• _Problem details_:
The listing that follows is to be output in full and without change.

• _Record excerpts_:
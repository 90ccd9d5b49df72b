use utoipa::OpenApi;

use crate::dto::{api, health};
use crate::routes;

/// Aggregated OpenAPI document for the bridge HTTP surface.
#[derive(OpenApi)]
#[openapi(
    info(
        title = "quizwire bridge",
        description = "HTTP/SSE bridge in front of the authoritative quiz game server"
    ),
    paths(
        routes::health::healthcheck,
        routes::auth::signup,
        routes::auth::login,
        routes::auth::me,
        routes::auth::scoreboard,
        routes::auth::award_winner,
        routes::game::connect,
        routes::game::list_games,
        routes::game::create_game,
        routes::game::join_game,
        routes::game::start_game,
        routes::game::exit_game,
        routes::game::send_answer,
        routes::game::next_question,
        routes::game::end_game,
        routes::game::submit_question,
        routes::game::chat,
        routes::events::events,
    ),
    components(schemas(
        api::SignupRequest,
        api::LoginRequest,
        api::ConnectRequest,
        api::ListGamesRequest,
        api::CreateGameRequest,
        api::JoinGameRequest,
        api::PinRequest,
        api::GameIdRequest,
        api::SendAnswerRequest,
        api::SubmitQuestionRequest,
        api::ChatRequest,
        api::AwardWinnerRequest,
        api::OkResponse,
        api::ListGamesResponse,
        api::CreateGameResponse,
        api::JoinGameResponse,
        api::LoginResponse,
        api::UserSummary,
        api::UserProfile,
        api::MeResponse,
        api::LeaderDto,
        api::ScoreboardResponse,
        health::HealthResponse,
    )),
    tags(
        (name = "auth", description = "Accounts, tokens and the scoreboard"),
        (name = "game", description = "Game operations forwarded over TCP"),
        (name = "events", description = "Per-user server-sent events")
    )
)]
pub struct ApiDoc;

• _Response area_:
repository 90ccd9d5b49df72b
use utoipa::OpenApi;

use crate::dto::{api, health};
use crate::routes;

/// Aggregated OpenAPI document for the bridge HTTP surface.
#[derive(OpenApi)]
#[openapi(
    info(
        title = "quizwire bridge",
        description = "HTTP/SSE bridge in front of the authoritative quiz game server"
    ),
    paths(
        routes::health::healthcheck,
        routes::auth::signup,
        routes::auth::login,
        routes::auth::me,
        routes::auth::scoreboard,
        routes::auth::award_winner,
        routes::game::connect,
        routes::game::list_games,
        routes::game::create_game,
        routes::game::join_game,
        routes::game::start_game,
        routes::game::exit_game,
        routes::game::send_answer,
        routes::game::next_question,
        routes::game::end_game,
        routes::game::submit_question,
        routes::game::chat,
        routes::events::events,
    ),
    components(schemas(
        api::SignupRequest,
        api::LoginRequest,
        api::ConnectRequest,
        api::ListGamesRequest,
        api::CreateGameRequest,
        api::JoinGameRequest,
        api::PinRequest,
        api::GameIdRequest,
        api::SendAnswerRequest,
        api::SubmitQuestionRequest,
        api::ChatRequest,
        api::AwardWinnerRequest,
        api::OkResponse,
        api::ListGamesResponse,
        api::CreateGameResponse,
        api::JoinGameResponse,
        api::LoginResponse,
        api::UserSummary,
        api::UserProfile,
        api::MeResponse,
        api::LeaderDto,
        api::ScoreboardResponse,
        health::HealthResponse,
    )),
    tags(
        (name = "auth", description = "Accounts, tokens and the scoreboard"),
        (name = "game", description = "Game operations forwarded over TCP"),
        (name = "events", description = "Per-user server-sent events")
    )
)]
pub struct ApiDoc;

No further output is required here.